Kedua, penguatan kapasitas penyerapan di negara penerima mengingat banyak negara yang tidak memiliki sumber daya dan infrastruktur memadai untuk mendistribusikan vaksin kepada penduduknya.

Dalam hal ini, Retno menceritakan pengalaman Indonesia dalam mendistribusikan vaksin ke seluruh kepulauan di Indonesia, yang tentunya bukan merupakan hal yang mudah.

Sementara untuk jangka panjang,Menlu Retno menekankan pentingnya penguatan keterlibatan negara berkembang dalam rantai pasok vaksin global.

Hal ini dapat dilakukan dengan mendiversifikasi manufaktur vaksin global, membangun pusat produksi dan distribusi vaksin kawasan, memfasilitasi teknologi transfer, dan meningkatkan akses terhadap bahan mentah vaksin.

Pertemuan USAID mengenai COVID-19 dihadiri sekitar 20 menteri dan sembilan perwakilan organisasi internasional dari berbagai negara, termasuk di antaranya Direktur Jenderal WHO dan CEO GAVI, Presiden Bank Dunia, dan Direktur Jenderal UNICEF.

Dirjen WHO Tedros Adhanom Ghebreyesus menyampaikan bahwa setahun lalu vaksin pertama disuntikkan dan saat ini negara-negara masih mengalami hambatan dalam mengubah vaksin menjadi vaksinasi.

Disampaikan oleh Tedros bahwa COVAX telah memainkan peran penting dan saat ini telah mendistribusikan lebih dari 600 juta dosis vaksin COVID-19 ke 144 negara dan teritori.

Dalam dua bulan terakhir, COVAX telah mendistribusikan vaksin dalam jumlah yang lebih besar dari total distribusi selama delapan bulan.

Tedros menegaskan pentingnya transparansi dalam pendistribusian vaksin dengan memperhatikan masa kedaluwarsa vaksin.

Diingatkan pula oleh Dirjen WHO bahwa selain vaksinasi, terdapat kebutuhan peningkatan kapasitas testing, sequencing, serta ketersediaan oksigen dan obat-obatan.

Dirjen WHO juga menyampaikan rencana pledging conference pada kuartal pertama 2022 sebagai upaya pembiayaan pemenuhan target vaksinasi WHO.

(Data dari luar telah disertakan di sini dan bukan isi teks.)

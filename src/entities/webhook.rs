//! Site webhooks.

use chrono::{DateTime, Utc};
use serde_json::{Map, Value};

use crate::api::Fields;
use crate::entities::{object, optional_str, optional_timestamp, required_str};
use crate::error::{DecodingError, Error, ValidationError};
use crate::Webflow;

/// A webhook registered on a site, or a local draft not yet registered.
///
/// State changes happen only through [`create`](Self::create),
/// [`save`](Self::save) and [`delete`](Self::delete). After `create` or
/// `save`, every field is replaced by the server's representation.
///
/// # Example
///
/// ```rust,no_run
/// # async fn run(webflow: &webflow_api::Webflow) -> Result<(), webflow_api::Error> {
/// use webflow_api::Webhook;
///
/// let mut hook = Webhook::draft(webflow, "site-id", "form_submission", "https://example.com/hook", None);
/// assert!(hook.id().is_none());
///
/// hook.save().await?;
/// println!("registered {}", hook.id().unwrap_or_default());
/// # Ok(())
/// # }
/// ```
#[derive(Clone, Debug)]
pub struct Webhook<'a> {
    webflow: &'a Webflow,
    id: Option<String>,
    trigger_type: String,
    trigger_id: Option<String>,
    site: String,
    url: String,
    created_on: Option<DateTime<Utc>>,
    last_used: Option<DateTime<Utc>>,
    filter: Option<Map<String, Value>>,
}

impl<'a> Webhook<'a> {
    const ENTITY: &'static str = "Webhook";

    /// Hydrates a webhook from an API record.
    ///
    /// # Errors
    ///
    /// Returns [`DecodingError`] if `_id`, `triggerType`, `site` or `url` is
    /// missing, or a timestamp does not parse.
    pub fn from_value(webflow: &'a Webflow, value: &Value) -> Result<Self, DecodingError> {
        let map = object(value, Self::ENTITY)?;
        let last_used = match optional_timestamp(map, Self::ENTITY, "lastUsed")? {
            Some(ts) => Some(ts),
            None => optional_timestamp(map, Self::ENTITY, "lastUsedOn")?,
        };

        Ok(Self {
            webflow,
            id: Some(required_str(map, Self::ENTITY, "_id")?),
            trigger_type: required_str(map, Self::ENTITY, "triggerType")?,
            trigger_id: optional_str(map, "triggerId"),
            site: required_str(map, Self::ENTITY, "site")?,
            url: required_str(map, Self::ENTITY, "url")?,
            created_on: optional_timestamp(map, Self::ENTITY, "createdOn")?,
            last_used,
            filter: map.get("filter").and_then(Value::as_object).cloned(),
        })
    }

    /// Creates a local draft with no id. Nothing is sent until
    /// [`save`](Self::save) is called.
    #[must_use]
    pub fn draft(
        webflow: &'a Webflow,
        site: impl Into<String>,
        trigger_type: impl Into<String>,
        url: impl Into<String>,
        filter: Option<Fields>,
    ) -> Self {
        Self {
            webflow,
            id: None,
            trigger_type: trigger_type.into(),
            trigger_id: None,
            site: site.into(),
            url: url.into(),
            created_on: None,
            last_used: None,
            filter,
        }
    }

    /// Returns the webhook id, or `None` for an unsaved draft.
    #[must_use]
    pub fn id(&self) -> Option<&str> {
        self.id.as_deref()
    }

    /// Returns the trigger type, e.g. `form_submission`.
    #[must_use]
    pub fn trigger_type(&self) -> &str {
        &self.trigger_type
    }

    /// Returns the id of the object that triggers the webhook, if reported.
    #[must_use]
    pub fn trigger_id(&self) -> Option<&str> {
        self.trigger_id.as_deref()
    }

    /// Returns the site id.
    #[must_use]
    pub fn site(&self) -> &str {
        &self.site
    }

    /// Returns the destination URL.
    #[must_use]
    pub fn url(&self) -> &str {
        &self.url
    }

    /// Returns when the webhook was created.
    #[must_use]
    pub const fn created_on(&self) -> Option<DateTime<Utc>> {
        self.created_on
    }

    /// Returns when the webhook last fired.
    #[must_use]
    pub const fn last_used(&self) -> Option<DateTime<Utc>> {
        self.last_used
    }

    /// Returns the event filter.
    #[must_use]
    pub const fn filter(&self) -> Option<&Map<String, Value>> {
        self.filter.as_ref()
    }

    /// Registers a new webhook on this webhook's site and replaces every
    /// local field with the server's response.
    ///
    /// # Errors
    ///
    /// Returns [`Error::Validation`] for an unknown trigger type (no request
    /// is sent), or any request or decoding error.
    pub async fn create(
        &mut self,
        trigger_type: &str,
        url: &str,
        filter: Option<Fields>,
    ) -> Result<&mut Self, Error> {
        let created = self
            .webflow
            .create_webhook(&self.site, trigger_type, url, filter)
            .await?;
        *self = Self::from_value(self.webflow, &created)?;
        Ok(self)
    }

    /// Registers this webhook's trigger, URL and filter, then replaces every
    /// local field with the server's response.
    ///
    /// # Errors
    ///
    /// See [`create`](Self::create).
    pub async fn save(&mut self) -> Result<&mut Self, Error> {
        let trigger_type = self.trigger_type.clone();
        let url = self.url.clone();
        let filter = self.filter.clone();
        self.create(&trigger_type, &url, filter).await
    }

    /// Deletes this webhook on the server.
    ///
    /// # Errors
    ///
    /// Returns [`ValidationError::MissingId`] for an unsaved draft, or any
    /// request error.
    pub async fn delete(&self) -> Result<Value, Error> {
        let id = self
            .id
            .as_deref()
            .ok_or(ValidationError::MissingId {
                entity: Self::ENTITY,
            })?;
        self.webflow.delete_webhook(&self.site, id).await
    }
}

Pertemuan USAID kemudian membahas bagaimana mempercepat program vaksinasi dan mentransformasi vaksin menjadi vaksinasi, khususnya di negara berkembang yang memiliki keterbatasan dalam kapasitas distribusi vaksin.

Dalam diskusi, negara-negara menyampaikan berbagai tantangan-tantangan yang dihadapi antara lain akses terhadap vaksin serta kebutuhan pembiayaan, kapasitas produksi, infrastruktur untuk distribusi, keahlian teknis, serta kuantitas dan kualitas tenaga kesehatan.

Pertemuan itu diselenggarakan pemerintah AS sebagai tindak lanjut pertemuan Global COVID Summit yang dipimpin Presiden Biden pada September 2021 dan COVID-19 Foreign Ministerial Meeting pada November 2021 yang digagas oleh Menlu Antony Blinken.